Semburan api matahari yang dahsyat telah memicu lontaran massa koronal (CME) menuju Bumi, sehingga meningkatkan kemungkinan cahaya utara yang terlihat hingga ke selatan hingga Illinois dan Oregon malam ini. Peristiwa tersebut, yang berasal dari jilatan api matahari X.1.4 pada tanggal 30 Maret, saat ini bergerak dengan kecepatan sekitar 1.118 mil per detik (1.900 km/s). Meskipun hantaman langsung tidak diperkirakan terjadi, hantaman sekilas dapat menyebabkan kondisi badai geomagnetik sedang (G1 hingga G2) dengan kemungkinan aktivitas G3 yang lebih kuat.
Mengapa Ini Penting
Ini bukan sekedar tontonan yang indah; ini adalah pengingat akan pengaruh konstan Matahari terhadap planet kita. Badai geomagnetik dapat berdampak pada jaringan listrik, komunikasi satelit, dan bahkan keakuratan GPS. Meskipun peristiwa ini diperkirakan terjadi dalam skala kecil hingga sedang, CME yang lebih kuat dapat mengganggu teknologi secara signifikan.
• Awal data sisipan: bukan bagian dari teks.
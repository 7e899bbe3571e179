//! Console module replacing the web pages
//!
//! Commands arrive one per line on stdin; replies and dashboard notices
//! go to stdout as text or JSON lines.

mod input;
mod protocol;
mod render;
mod session;

pub use input::LineReader;
pub use session::Console;
//! Product records

use chrono::{DateTime, Utc};
use serde::{Deserialize, Serialize};

/// Physical condition of a listed device
#[derive(Debug, Clone, Copy, PartialEq, Eq, Hash, Serialize, Deserialize)]
#[serde(rename_all = "snake_case")]
pub enum ProductCondition {
    New,
    Used,
    Broken,
    ForParts,
}

impl ProductCondition {
    pub const ALL: [ProductCondition; 4] = [
        ProductCondition::New,
        ProductCondition::Used,
        ProductCondition::Broken,
        ProductCondition::ForParts,
    ];

    /// Value used in filters, e.g. `for_parts`
    pub fn as_str(self) -> &'static str {
        match self {
            ProductCondition::New => "new",
            ProductCondition::Used => "used",
            ProductCondition::Broken => "broken",
            ProductCondition::ForParts => "for_parts",
        }
    }

    /// Badge text, e.g. `for parts`
    pub fn badge(self) -> String {
        self.as_str().replace('_', " ")
    }

    /// Filter option label, e.g. `For Parts`
    pub fn label(self) -> &'static str {
        match self {
            ProductCondition::New => "New",
            ProductCondition::Used => "Used",
            ProductCondition::Broken => "Broken",
            ProductCondition::ForParts => "For Parts",
        }
    }

    pub fn parse(value: &str) -> Option<Self> {
        Self::ALL.into_iter().find(|c| c.as_str() == value)
    }
}

impl std::fmt::Display for ProductCondition {
    fn fmt(&self, f: &mut std::fmt::Formatter<'_>) -> std::fmt::Result {
        f.write_str(self.as_str())
    }
}

/// Listing status
#[derive(Debug, Clone, Copy, PartialEq, Eq, Serialize, Deserialize)]
#[serde(rename_all = "snake_case")]
pub enum ProductStatus {
    Active,
    Sold,
    Pending,
}

impl std::fmt::Display for ProductStatus {
    fn fmt(&self, f: &mut std::fmt::Formatter<'_>) -> std::fmt::Result {
        match self {
            ProductStatus::Active => write!(f, "active"),
            ProductStatus::Sold => write!(f, "sold"),
            ProductStatus::Pending => write!(f, "pending"),
        }
    }
}

/// A marketplace listing
#[derive(Debug, Clone, PartialEq, Serialize, Deserialize)]
#[serde(rename_all = "camelCase")]
pub struct Product {
    pub id: String,
    pub title: String,
    pub brand: String,
    pub model: String,
    pub category: String,
    pub condition: ProductCondition,
    pub price: u32,
    pub location: String,
    pub description: String,
    pub image: String,
    pub status: ProductStatus,
    pub created_at: DateTime<Utc>,
}

impl Product {
    /// Case-insensitive match of `needle` (already lowercased) against
    /// title, brand and description
    pub fn matches_search(&self, needle: &str) -> bool {
        [&self.title, &self.brand, &self.description]
            .iter()
            .any(|field| field.to_lowercase().contains(needle))
    }
}

#[cfg(test)]
mod tests {
    use super::*;

    #[test]
    fn test_condition_round_trip_through_filter_value() {
        for condition in ProductCondition::ALL {
            assert_eq!(ProductCondition::parse(condition.as_str()), Some(condition));
        }
        assert_eq!(ProductCondition::parse("refurbished"), None);
    }

    #[test]
    fn test_condition_badge() {
        assert_eq!(ProductCondition::ForParts.badge(), "for parts");
        assert_eq!(ProductCondition::Used.badge(), "used");
    }

    #[test]
    fn test_product_serializes_camel_case() {
        let product = crate::catalog::data::products().remove(0);
        let json = serde_json::to_value(&product).unwrap();
        assert_eq!(json["condition"], "broken");
        assert_eq!(json["status"], "active");
        assert!(json.get("createdAt").is_some());
    }
}
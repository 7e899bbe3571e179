//! Marketplace catalog
//!
//! Six hard-coded listings browsed with in-memory filtering and sorting.

mod data;
mod filter;
mod product;
mod view;

pub use filter::{category_label, FilterState, SortOption, CATEGORIES};
pub use product::{Product, ProductCondition};
pub use view::MarketplaceView;
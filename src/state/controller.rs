//! Dashboard controller loop
//!
//! Owns the dashboard, the tick scheduler, the capture stream and the rng.
//! All mutation happens on this loop, so disarming the ticker inside a
//! command handler guarantees no further tick is applied.

use std::time::Duration;

use rand::Rng;
use serde::Serialize;
use tokio::sync::{broadcast, mpsc, oneshot};
use tracing::{debug, info};

use crate::capture::{CaptureDisplay, CaptureLifecycle, MediaSource};
use crate::events::DashboardEvent;
use crate::scheduler::Ticker;

use super::machine::{Dashboard, DashboardSnapshot};

/// Where the controller sends the status once a command is applied
pub type StatusReply = oneshot::Sender<DashboardStatus>;

/// Requests handled by the controller. Each one is answered with the
/// status after it was applied.
#[derive(Debug)]
pub enum DashboardCommand {
    Start(StatusReply),
    Stop(StatusReply),
    Reset(StatusReply),
    Snapshot(StatusReply),
}

/// Dashboard snapshot plus what the video panel shows
#[derive(Debug, Clone, PartialEq, Serialize)]
pub struct DashboardStatus {
    #[serde(flatten)]
    pub dashboard: DashboardSnapshot,
    pub capture: CaptureDisplay,
}

/// Runs the dashboard state machine against a periodic ticker
pub struct DashboardController<S: MediaSource, R: Rng> {
    dashboard: Dashboard,
    ticker: Ticker,
    period: Duration,
    capture: CaptureLifecycle<S>,
    rng: R,
    event_tx: broadcast::Sender<DashboardEvent>,
}

impl<S: MediaSource, R: Rng> DashboardController<S, R> {
    pub fn new(
        dashboard: Dashboard,
        period: Duration,
        capture: CaptureLifecycle<S>,
        rng: R,
        event_tx: broadcast::Sender<DashboardEvent>,
    ) -> Self {
        Self {
            dashboard,
            ticker: Ticker::new(),
            period,
            capture,
            rng,
            event_tx,
        }
    }

    #[cfg(test)]
    pub fn ticker(&self) -> &Ticker {
        &self.ticker
    }

    pub fn status(&self) -> DashboardStatus {
        DashboardStatus {
            dashboard: self.dashboard.snapshot(),
            capture: self.capture.display(),
        }
    }

    /// Process commands and ticks until the command channel closes
    pub async fn run(&mut self, mut command_rx: mpsc::Receiver<DashboardCommand>) {
        info!(period_ms = self.period.as_millis() as u64, "dashboard controller started");

        loop {
            tokio::select! {
                command = command_rx.recv() => match command {
                    Some(command) => self.handle(command).await,
                    None => break,
                },
                _ = self.ticker.tick() => self.on_tick(),
            }
        }

        self.halt();
        info!("dashboard controller stopped");
    }

    /// Apply a single command
    pub async fn handle(&mut self, command: DashboardCommand) {
        debug!(?command, "dashboard command");

        let reply = match command {
            DashboardCommand::Start(reply) => {
                if let Some(event) = self.dashboard.start() {
                    self.ticker.arm(self.period);
                    self.emit(event);
                    self.activate_capture().await;
                }
                reply
            }
            DashboardCommand::Stop(reply) => {
                if let Some(event) = self.dashboard.stop() {
                    self.halt();
                    self.emit(event);
                }
                reply
            }
            DashboardCommand::Reset(reply) => {
                let events = self.dashboard.reset();
                if !self.dashboard.is_active() {
                    self.halt();
                }
                for event in events {
                    self.emit(event);
                }
                reply
            }
            DashboardCommand::Snapshot(reply) => reply,
        };

        // Events are already on the broadcast channel when the reply lands
        if reply.send(self.status()).is_err() {
            debug!("command sender went away before the reply");
        }
    }

    /// Apply one tick; exposed for single-stepping
    pub fn on_tick(&mut self) {
        if let Some(event) = self.dashboard.tick(&mut self.rng) {
            self.emit(event);
        }
    }

    async fn activate_capture(&mut self) {
        match self.capture.activate().await {
            Ok(()) => {
                let stream_id = self.capture.stream().map(|s| s.id()).unwrap_or_default();
                self.emit(DashboardEvent::CaptureStarted { stream_id });
            }
            Err(e) => self.emit(DashboardEvent::CaptureFailed {
                reason: e.to_string(),
            }),
        }
    }

    /// Disarm the ticker and release the capture stream
    fn halt(&mut self) {
        self.ticker.disarm();
        if self.capture.stream().is_some() {
            self.capture.deactivate();
            self.emit(DashboardEvent::CaptureStopped);
        }
    }

    fn emit(&self, event: DashboardEvent) {
        debug!(%event, "emitting dashboard event");
        let _ = self.event_tx.send(event);
    }
}
//! Capture module for the camera/microphone stream
//!
//! A stream is acquired when analysis starts and every track is stopped
//! when it ends or the owner is dropped. The shipped source is simulated;
//! real devices plug in through [`MediaSource`].

mod lifecycle;
mod source;

pub use lifecycle::{CaptureDisplay, CaptureLifecycle};
pub use source::{DeviceAvailability, FacingMode, MediaConstraints, MediaSource, SimulatedSource};
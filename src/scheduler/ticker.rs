//! Armable interval used to drive analysis ticks

use std::time::Duration;

use tokio::time::{self, Instant, Interval, MissedTickBehavior};
use tracing::debug;

/// A periodic tick source that can be armed and disarmed
#[derive(Debug, Default)]
pub struct Ticker {
    interval: Option<Interval>,
    fired: u64,
}

impl Ticker {
    /// Create a disarmed ticker
    pub fn new() -> Self {
        Self::default()
    }

    /// Start ticking every `period`, first tick one period from now.
    ///
    /// Re-arming an armed ticker restarts its phase.
    pub fn arm(&mut self, period: Duration) {
        let mut interval = time::interval_at(Instant::now() + period, period);
        interval.set_missed_tick_behavior(MissedTickBehavior::Delay);
        self.interval = Some(interval);
        debug!(period_ms = period.as_millis() as u64, "ticker armed");
    }

    /// Stop ticking. Safe to call when already disarmed.
    pub fn disarm(&mut self) {
        if self.interval.take().is_some() {
            debug!(fired = self.fired, "ticker disarmed");
        }
    }

    #[cfg(test)]
    pub fn is_armed(&self) -> bool {
        self.interval.is_some()
    }

    /// Number of ticks delivered since creation
    #[cfg(test)]
    pub fn fired(&self) -> u64 {
        self.fired
    }

    /// Wait for the next tick; pends forever while disarmed.
    pub async fn tick(&mut self) {
        match self.interval.as_mut() {
            Some(interval) => {
                interval.tick().await;
                self.fired += 1;
            }
            None => std::future::pending::<()>().await,
        }
    }
}
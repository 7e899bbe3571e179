//! Simulated signal generator
//!
//! Random-walks the confidence value and re-draws indicator labels. All
//! randomness comes from the caller's rng so sequences are reproducible
//! under a fixed seed.

use rand::Rng;
use tracing::trace;

use super::indicator::{IndicatorKind, IndicatorSet};

/// Lowest confidence reachable by the walk
pub const CONFIDENCE_FLOOR: f64 = 15.0;
/// Highest confidence reachable by the walk
pub const CONFIDENCE_CEILING: f64 = 85.0;
/// Full width of the per-tick step, centered on zero
pub const STEP_WIDTH: f64 = 15.0;

/// Gate `r` must exceed for each kind to be re-drawn, and the threshold its
/// coin must exceed to land on the first ("high") label.
const GATES: [(IndicatorKind, f64, f64); 4] = [
    (IndicatorKind::EyeDirection, 0.7, 0.5),
    (IndicatorKind::FacialTension, 0.6, 0.6),
    (IndicatorKind::VoicePattern, 0.5, 0.5),
    (IndicatorKind::BodyLanguage, 0.4, 0.6),
];

/// Stateless step function over confidence and indicators
#[derive(Debug, Clone, Copy, Default)]
pub struct SignalGenerator;

impl SignalGenerator {
    pub fn new() -> Self {
        Self
    }

    /// Advance one tick: walk `confidence` and maybe re-draw indicators.
    pub fn step<R: Rng + ?Sized>(
        &self,
        rng: &mut R,
        confidence: f64,
        indicators: &mut IndicatorSet,
    ) -> f64 {
        let next = self.walk(rng, confidence);

        let r: f64 = rng.gen();
        for (kind, gate, coin) in GATES {
            if r > gate {
                let (high, low) = kind.drawn_labels();
                let label = if rng.gen::<f64>() > coin { high } else { low };
                indicators.get_mut(kind).label = label;
            }
        }

        trace!(from = confidence, to = next, r, "signal step");
        next
    }

    /// One clamped random-walk step
    pub fn walk<R: Rng + ?Sized>(&self, rng: &mut R, confidence: f64) -> f64 {
        let change = (rng.gen::<f64>() - 0.5) * STEP_WIDTH;
        (confidence + change).clamp(CONFIDENCE_FLOOR, CONFIDENCE_CEILING)
    }
}
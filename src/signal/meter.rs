//! Truth meter read-outs derived from the confidence value

use serde::Serialize;

/// Confidence shown whenever analysis is inactive
pub const RESTING_CONFIDENCE: f64 = 50.0;

/// At or above this the meter reads truthful
pub const TRUTH_THRESHOLD: f64 = 70.0;

/// At or below this the meter reads deceptive
pub const LIE_THRESHOLD: f64 = 30.0;

/// Which band the displayed value falls in
#[derive(Debug, Clone, Copy, PartialEq, Eq, Serialize)]
#[serde(rename_all = "snake_case")]
pub enum MeterBand {
    Truth,
    Lie,
    Neutral,
}

impl std::fmt::Display for MeterBand {
    fn fmt(&self, f: &mut std::fmt::Formatter<'_>) -> std::fmt::Result {
        match self {
            MeterBand::Truth => write!(f, "TRUTH"),
            MeterBand::Lie => write!(f, "LIE"),
            MeterBand::Neutral => write!(f, "NEUTRAL"),
        }
    }
}

/// What the meter displays for a given confidence
#[derive(Debug, Clone, Copy, PartialEq, Serialize)]
pub struct MeterReading {
    /// Value on the gauge (confidence while active, resting value otherwise)
    pub display: f64,
    pub band: MeterBand,
    /// Rounded `100 - display`
    pub deception: i64,
    /// Rounded distance from the resting value
    pub deviation: i64,
    /// Rounded `display`
    pub honesty: i64,
}

impl MeterReading {
    pub fn new(confidence: f64, active: bool) -> Self {
        let display = if active { confidence } else { RESTING_CONFIDENCE };

        let band = if display >= TRUTH_THRESHOLD {
            MeterBand::Truth
        } else if display <= LIE_THRESHOLD {
            MeterBand::Lie
        } else {
            MeterBand::Neutral
        };

        Self {
            display,
            band,
            deception: round_half_up(100.0 - display),
            deviation: round_half_up(display - RESTING_CONFIDENCE).abs(),
            honesty: round_half_up(display),
        }
    }
}

// Halves round toward positive infinity, so -2.5 becomes -2.
fn round_half_up(value: f64) -> i64 {
    (value + 0.5).floor() as i64
}

#[cfg(test)]
mod tests {
    use super::*;

    #[test]
    fn test_inactive_meter_rests_at_fifty() {
        let reading = MeterReading::new(82.0, false);
        assert_eq!(reading.display, 50.0);
        assert_eq!(reading.band, MeterBand::Neutral);
        assert_eq!(reading.deception, 50);
        assert_eq!(reading.deviation, 0);
        assert_eq!(reading.honesty, 50);
    }

    #[test]
    fn test_band_boundaries() {
        assert_eq!(MeterReading::new(70.0, true).band, MeterBand::Truth);
        assert_eq!(MeterReading::new(69.9, true).band, MeterBand::Neutral);
        assert_eq!(MeterReading::new(30.0, true).band, MeterBand::Lie);
        assert_eq!(MeterReading::new(30.1, true).band, MeterBand::Neutral);
    }

    #[test]
    fn test_read_outs() {
        let reading = MeterReading::new(72.4, true);
        assert_eq!(reading.honesty, 72);
        assert_eq!(reading.deception, 28);
        assert_eq!(reading.deviation, 22);

        let low = MeterReading::new(22.6, true);
        assert_eq!(low.honesty, 23);
        assert_eq!(low.deception, 77);
        assert_eq!(low.deviation, 27);
    }

    #[test]
    fn test_negative_halves_round_up() {
        assert_eq!(round_half_up(-2.5), -2);
        assert_eq!(round_half_up(2.5), 3);
    }
}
Peristiwa ini menyoroti meningkatnya ketergantungan kita pada infrastruktur berbasis ruang angkasa dan perlunya kesiapsiagaan yang lebih baik terhadap aktivitas matahari.
Tempat Mencari Aurora
Berdasarkan perkiraan saat ini, negara bagian berikut memiliki potensi tertinggi untuk melihat cahaya utara malam ini:
- Alaska
- Dakota Utara
*Minnesota - montana
- Wisconsin
- Dakota Selatan
*Idaho - Michigan
- Maine
- Vermont
- New Hampshire
*Washington - Oregon
- Iowa
- New York
- Wyoming
Namun, prediksi tidak pernah pasti. Visibilitas aurora sangat bergantung pada kekuatan badai dan kondisi atmosfer. Jika CME menguat, titik terang bisa muncul lebih jauh ke selatan; sebaliknya, aktivitas yang lebih lemah dapat mengakibatkan tidak adanya tampilan yang terlihat.
Waktu Menonton Terbaik
Geomagnetic activity is expected to peak tonight, with moderate (G2) storm levels. Jendela pengamatan yang paling disukai dimulai segera setelah hari cukup gelap, dengan aktivitas yang berpotensi berlangsung semalaman.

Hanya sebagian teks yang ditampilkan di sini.